La ginecologa, attiva nella difesa dei diritti delle donne tra Marche e Umbria, racconta di aver visto negli Consultori diversi casi di donne e ragazze con mutilazioni genitali e di aver rilasciato solo nel 2020, circa 30 certificazioni. «Una buona metà tra le giovani ragazze nigeriane che vengono in visita presentano mutilazioni genitali femminili – osserva -. Molte scappano dalla Nigeria per non essere circoncise magari per la seconda volta o perché hanno visto qualcuna prima di loro morire dissanguata dopo questa pratica. Purtroppo vediamo tante storie come queste».

La dottoressa Toschi spiega che si tratta di una procedura che oltre a non rispettare i diritti umani, a volte non rispetta neanche le più comuni regole igienico-sanitarie, ma ora spesso si vede che è stata eseguita con maestria e minima invasività (MGF tipo1 o 2). La legge italiana punisce chi esegue questa procedura per ragioni non mediche con la reclusione da quattro a dodici anni, pena aumentata di 1/3 se la mutilazione viene compiuta su una minorenne e nei casi in cui viene eseguita per fini di lucro.

«Queste donne – spiega – devono sapere che con un certificato medico che attesti le MGF possono accedere alla protezione umanitaria e avere più chance nel fare domanda di asilo per restare nel nostro Paese.

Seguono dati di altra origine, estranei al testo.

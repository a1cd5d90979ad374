//! Peak classification into chewing events and artifacts.

use std::collections::HashMap;

use chewtrack_signal_model::{ClassifiedPeaks, CorrelationPoint, Peak, Sample, TimestampNs};

/// Splits peaks by the mouth/eye correlation found at their timestamp.
#[derive(Debug, Clone, Copy)]
pub struct ArtifactClassifier {
    threshold: f64,
}

impl ArtifactClassifier {
    pub fn new(threshold: f64) -> Self {
        Self { threshold }
    }

    pub fn threshold(&self) -> f64 {
        self.threshold
    }

    /// Classify every peak in `peaks`.
    ///
    /// A peak is rejected only when a coefficient with exactly the same
    /// timestamp exists and reaches the threshold. Unmatched peaks, and all
    /// peaks when `correlations` is `None`, are accepted.
    pub fn classify(
        &self,
        peaks: &[Sample],
        correlations: Option<&[CorrelationPoint]>,
    ) -> ClassifiedPeaks {
        let mut by_time: HashMap<TimestampNs, f64> = HashMap::new();
        for point in correlations.unwrap_or_default() {
            by_time.entry(point.time_ns).or_insert(point.value);
        }

        let mut result = ClassifiedPeaks::default();
        for &sample in peaks {
            let correlation = by_time.get(&sample.time_ns).copied();
            let peak = Peak::new(sample, correlation);
            match correlation {
                Some(c) if c >= self.threshold => result.removed.push(peak),
                _ => result.filtered.push(peak),
            }
        }
        result
    }
}

#[cfg(test)]
mod tests {
    use super::*;
    use proptest::prelude::*;

    fn point(time_ns: u64, value: f64) -> CorrelationPoint {
        CorrelationPoint { value, time_ns }
    }

    #[test]
    fn test_splits_on_threshold() {
        let classifier = ArtifactClassifier::new(0.6);
        let peaks = vec![
            Sample::new(100, 1.0),
            Sample::new(200, 1.0),
            Sample::new(300, 1.0),
        ];
        let correlations = vec![point(100, 0.59), point(200, 0.6), point(300, 0.95)];

        let result = classifier.classify(&peaks, Some(correlations.as_slice()));
        let kept: Vec<u64> = result.filtered.iter().map(|p| p.time_ns).collect();
        let dropped: Vec<u64> = result.removed.iter().map(|p| p.time_ns).collect();
        assert_eq!(kept, vec![100]);
        assert_eq!(dropped, vec![200, 300]);
        assert_eq!(result.removed[1].correlation_text(), "0.95");
    }

    #[test]
    fn test_unmatched_peak_is_accepted_without_text() {
        let classifier = ArtifactClassifier::new(0.6);
        let peaks = vec![Sample::new(150, 1.0)];
        let correlations = vec![point(100, 0.99)];

        let result = classifier.classify(&peaks, Some(correlations.as_slice()));
        assert_eq!(result.filtered.len(), 1);
        assert!(result.removed.is_empty());
        assert_eq!(result.filtered[0].correlation_text(), "");
    }

    #[test]
    fn test_unavailable_correlation_accepts_everything() {
        let classifier = ArtifactClassifier::new(0.6);
        let peaks = vec![Sample::new(100, 1.0), Sample::new(200, 2.0)];

        let result = classifier.classify(&peaks, None);
        assert_eq!(result.filtered.len(), 2);
        assert!(result.removed.is_empty());
    }

    proptest! {
        #[test]
        fn classification_partitions_peaks(
            peak_times in proptest::collection::btree_set(0u64..500, 0..40),
            coefficients in proptest::collection::vec((0u64..500, 0.0f64..=1.0), 0..60),
            threshold in 0.0f64..=1.0,
        ) {
            let peaks: Vec<Sample> = peak_times.iter().map(|&t| Sample::new(t, 1.0)).collect();
            let correlations: Vec<CorrelationPoint> =
                coefficients.iter().map(|&(t, v)| point(t, v)).collect();

            let result = ArtifactClassifier::new(threshold).classify(&peaks, Some(correlations.as_slice()));

            prop_assert_eq!(result.total(), peaks.len());
            for peak in &result.filtered {
                prop_assert!(!result.removed.iter().any(|r| r.time_ns == peak.time_ns));
            }
            let mut union: Vec<u64> = result.all().iter().map(|p| p.time_ns).collect();
            union.sort_unstable();
            prop_assert_eq!(union, peak_times.into_iter().collect::<Vec<_>>());
        }
    }
}
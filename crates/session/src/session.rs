//! Monitoring session lifecycle.

use std::sync::atomic::{AtomicBool, AtomicU64, Ordering};
use std::sync::Arc;

use chewtrack_common::clock::SessionClock;
use chewtrack_common::error::{ChewError, ChewResult};
use chewtrack_processing_core::{ChewingPipeline, PipelineSnapshot};
use chewtrack_signal_model::LandmarkFrame;
use tokio::sync::{mpsc, watch};
use tokio::task::JoinHandle;

use crate::writer::CycleWriter;

/// Frames that may wait for the cycle task.
pub const DEFAULT_QUEUE_CAPACITY: usize = 4;

/// A configured session that has not started yet.
pub struct MonitoringSession {
    pipeline: ChewingPipeline,
    queue_capacity: usize,
    recorder: Option<CycleWriter>,
}

impl MonitoringSession {
    pub fn new(pipeline: ChewingPipeline) -> Self {
        Self {
            pipeline,
            queue_capacity: DEFAULT_QUEUE_CAPACITY,
            recorder: None,
        }
    }

    /// Set how many frames may wait while a cycle is running (minimum 1).
    pub fn with_queue_capacity(mut self, capacity: usize) -> Self {
        self.queue_capacity = capacity.max(1);
        self
    }

    /// Append every cycle to `writer`.
    pub fn with_recorder(mut self, writer: CycleWriter) -> Self {
        self.recorder = Some(writer);
        self
    }

    /// Spawn the cycle task on the current tokio runtime.
    pub fn start(self) -> SessionHandle {
        let (frame_tx, frame_rx) = mpsc::channel(self.queue_capacity);
        let (snapshot_tx, snapshot_rx) = watch::channel(Arc::new(PipelineSnapshot::empty()));
        let stop_flag = Arc::new(AtomicBool::new(false));
        let clock = SessionClock::start();

        tracing::info!(
            queue_capacity = self.queue_capacity,
            recording = self.recorder.is_some(),
            epoch = %clock.epoch_wall(),
            "Monitoring session started"
        );

        let task = tokio::spawn(run_cycles(
            self.pipeline,
            frame_rx,
            snapshot_tx,
            Arc::clone(&stop_flag),
            self.recorder,
        ));

        SessionHandle {
            frames: frame_tx,
            snapshots: snapshot_rx,
            stop_flag,
            dropped: AtomicU64::new(0),
            clock,
            task,
        }
    }
}

/// Outcome of a finished session.
#[derive(Debug, Clone)]
pub struct SessionSummary {
    /// Frames the pipeline accepted as cycles.
    pub cycles: u64,
    /// Frames that reached the cycle task, including ones without a mouth sample.
    pub frames: u64,
    /// Frames dropped because the queue was full.
    pub dropped: u64,
    /// Last published snapshot.
    pub last: Arc<PipelineSnapshot>,
    /// Session duration.
    pub elapsed_ns: u64,
}

/// Control surface of a running session.
pub struct SessionHandle {
    frames: mpsc::Sender<LandmarkFrame>,
    snapshots: watch::Receiver<Arc<PipelineSnapshot>>,
    stop_flag: Arc<AtomicBool>,
    dropped: AtomicU64,
    clock: SessionClock,
    task: JoinHandle<ChewResult<u64>>,
}

impl SessionHandle {
    /// Hand a frame to the session without waiting.
    ///
    /// Returns `Ok(false)` when the queue is full and the frame was dropped.
    pub fn submit(&self, frame: LandmarkFrame) -> ChewResult<bool> {
        match self.frames.try_send(frame) {
            Ok(()) => Ok(true),
            Err(mpsc::error::TrySendError::Full(frame)) => {
                let dropped = self.dropped.fetch_add(1, Ordering::Relaxed) + 1;
                tracing::trace!(t = frame.time_ns, dropped, "Session busy, frame dropped");
                Ok(false)
            }
            Err(mpsc::error::TrySendError::Closed(_)) => {
                Err(ChewError::session("Session is no longer accepting frames"))
            }
        }
    }

    /// Hand a frame to the session, waiting for queue space.
    pub async fn send(&self, frame: LandmarkFrame) -> ChewResult<()> {
        self.frames
            .send(frame)
            .await
            .map_err(|_| ChewError::session("Session is no longer accepting frames"))
    }

    /// Most recently published snapshot.
    pub fn snapshot(&self) -> Arc<PipelineSnapshot> {
        Arc::clone(&self.snapshots.borrow())
    }

    /// Receiver notified after every cycle.
    pub fn subscribe(&self) -> watch::Receiver<Arc<PipelineSnapshot>> {
        self.snapshots.clone()
    }

    pub fn dropped(&self) -> u64 {
        self.dropped.load(Ordering::Relaxed)
    }

    pub fn is_stopping(&self) -> bool {
        self.stop_flag.load(Ordering::Relaxed)
    }

    /// Get the stop flag for external coordination.
    pub fn stop_flag(&self) -> Arc<AtomicBool> {
        Arc::clone(&self.stop_flag)
    }

    /// Stop immediately. Frames still queued are discarded.
    pub async fn stop(self) -> ChewResult<SessionSummary> {
        self.stop_flag.store(true, Ordering::SeqCst);
        self.shutdown().await
    }

    /// Process every queued frame, then stop.
    pub async fn finish(self) -> ChewResult<SessionSummary> {
        self.shutdown().await
    }

    async fn shutdown(self) -> ChewResult<SessionSummary> {
        let Self {
            frames,
            snapshots,
            stop_flag,
            dropped,
            clock,
            task,
        } = self;

        // Closing the queue ends the cycle task once it is drained.
        drop(frames);
        let result = task
            .await
            .map_err(|e| ChewError::session(format!("Cycle task failed: {e}")))?;
        stop_flag.store(true, Ordering::SeqCst);
        let received = result?;

        let last = Arc::clone(&snapshots.borrow());
        let summary = SessionSummary {
            cycles: last.cycles,
            frames: received,
            dropped: dropped.load(Ordering::Relaxed),
            last,
            elapsed_ns: clock.elapsed_ns(),
        };

        tracing::info!(
            cycles = summary.cycles,
            dropped = summary.dropped,
            elapsed = %SessionClock::format_elapsed(summary.elapsed_ns),
            "Monitoring session stopped"
        );
        Ok(summary)
    }
}

/// The single consumer: owns the pipeline state for the whole session.
async fn run_cycles(
    pipeline: ChewingPipeline,
    mut frames: mpsc::Receiver<LandmarkFrame>,
    snapshots: watch::Sender<Arc<PipelineSnapshot>>,
    stop_flag: Arc<AtomicBool>,
    mut recorder: Option<CycleWriter>,
) -> ChewResult<u64> {
    let mut state = pipeline.initial_state();
    let mut received = 0u64;

    while let Some(frame) = frames.recv().await {
        if stop_flag.load(Ordering::Relaxed) {
            break;
        }
        received += 1;

        let before = state.cycles();
        state = pipeline.advance(state, &frame);

        if state.cycles() != before {
            if let Some(writer) = recorder.as_mut() {
                if let Err(e) = writer.write_cycle(&frame, &state) {
                    detach_recorder(&mut recorder, &e);
                }
            }
        }

        snapshots.send_replace(Arc::new(state.snapshot()));
    }

    if let Some(writer) = recorder.as_mut() {
        match writer.flush() {
            Ok(()) => tracing::debug!(
                path = %writer.path().display(),
                records = writer.records_written(),
                "Cycle recording closed"
            ),
            Err(e) => detach_recorder(&mut recorder, &e),
        }
    }
    Ok(received)
}

/// Stop recording after a write failure. The session keeps cycling.
fn detach_recorder(recorder: &mut Option<CycleWriter>, error: &ChewError) {
    if let Some(writer) = recorder.take() {
        tracing::warn!(
            path = %writer.path().display(),
            records = writer.records_written(),
            error = %error,
            "Cycle recording failed, continuing without it"
        );
    }
}
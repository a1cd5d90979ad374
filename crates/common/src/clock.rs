//! Clock utilities for stamping landmark frames.
//!
//! Every frame of a monitoring session is stamped with monotonic
//! nanoseconds relative to the instant the session clock started.

use std::time::Instant;

/// A session clock that provides monotonic timestamps relative to
/// a fixed epoch (the moment monitoring started).
#[derive(Debug, Clone)]
pub struct SessionClock {
    /// The instant monitoring started.
    epoch: Instant,

    /// Wall-clock time at epoch (ISO 8601 string).
    epoch_wall: String,
}

impl SessionClock {
    /// Create a new clock anchored to now.
    pub fn start() -> Self {
        Self {
            epoch: Instant::now(),
            epoch_wall: chrono::Utc::now().to_rfc3339(),
        }
    }

    /// Get nanoseconds elapsed since session start.
    pub fn elapsed_ns(&self) -> u64 {
        self.epoch.elapsed().as_nanos() as u64
    }

    /// Get seconds elapsed since session start.
    pub fn elapsed_secs(&self) -> f64 {
        self.epoch.elapsed().as_secs_f64()
    }

    /// Wall-clock time at session start.
    pub fn epoch_wall(&self) -> &str {
        &self.epoch_wall
    }

    /// Convert an elapsed nanosecond value to seconds.
    pub fn ns_to_secs(ns: u64) -> f64 {
        ns as f64 / 1_000_000_000.0
    }

    /// Convert seconds to nanoseconds.
    pub fn secs_to_ns(secs: f64) -> u64 {
        (secs * 1_000_000_000.0) as u64
    }

    /// Format elapsed time as `mm:ss`.
    pub fn format_elapsed(ns: u64) -> String {
        let total_secs = ns / 1_000_000_000;
        format!("{:02}:{:02}", total_secs / 60, total_secs % 60)
    }
}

Le mutilazioni genitali femminili vengono infatti, secondo la Convenzione di Istambul, considerate come una violenza fisica o psicologica, come atto rivolto contro un determinato genere o contro i bambini, che consente di accedere allo status di rifugiato. I pediatri devono spiegare che eseguirla sulle bambine anche in Africa è un reato».

«Non è una pratica legata alla religione mussulmana che se mai richiede la depilazione completa dei genitali -precisa -, ma un’usanza molto antica con cui in molti Paesi come l’Egitto si vuole fin dall’infanzia assoggettare la donna». Secondo la ginecologa però va detto che anche per le donne italiane esistono «modelli invadenti la femminilità, come la pratica della depilazione totale del pube, un ‘obbligo culturale‘ prevalente per le ragazze al pari della magrezza. E anche questa mania di depilarsi è causa di patologie pubiche come follicoliti ed ascessi. Bisognerebbe buttare le lamette».

Secondo la dottoressa Toschi «è proprio nella Giornata mondiale contro le mutilazioni genitali femminili
che occorre dire basta a queste procedure e a questi modelli invadenti la nostra femminilità che ogni persona deve poter vivere come vuole».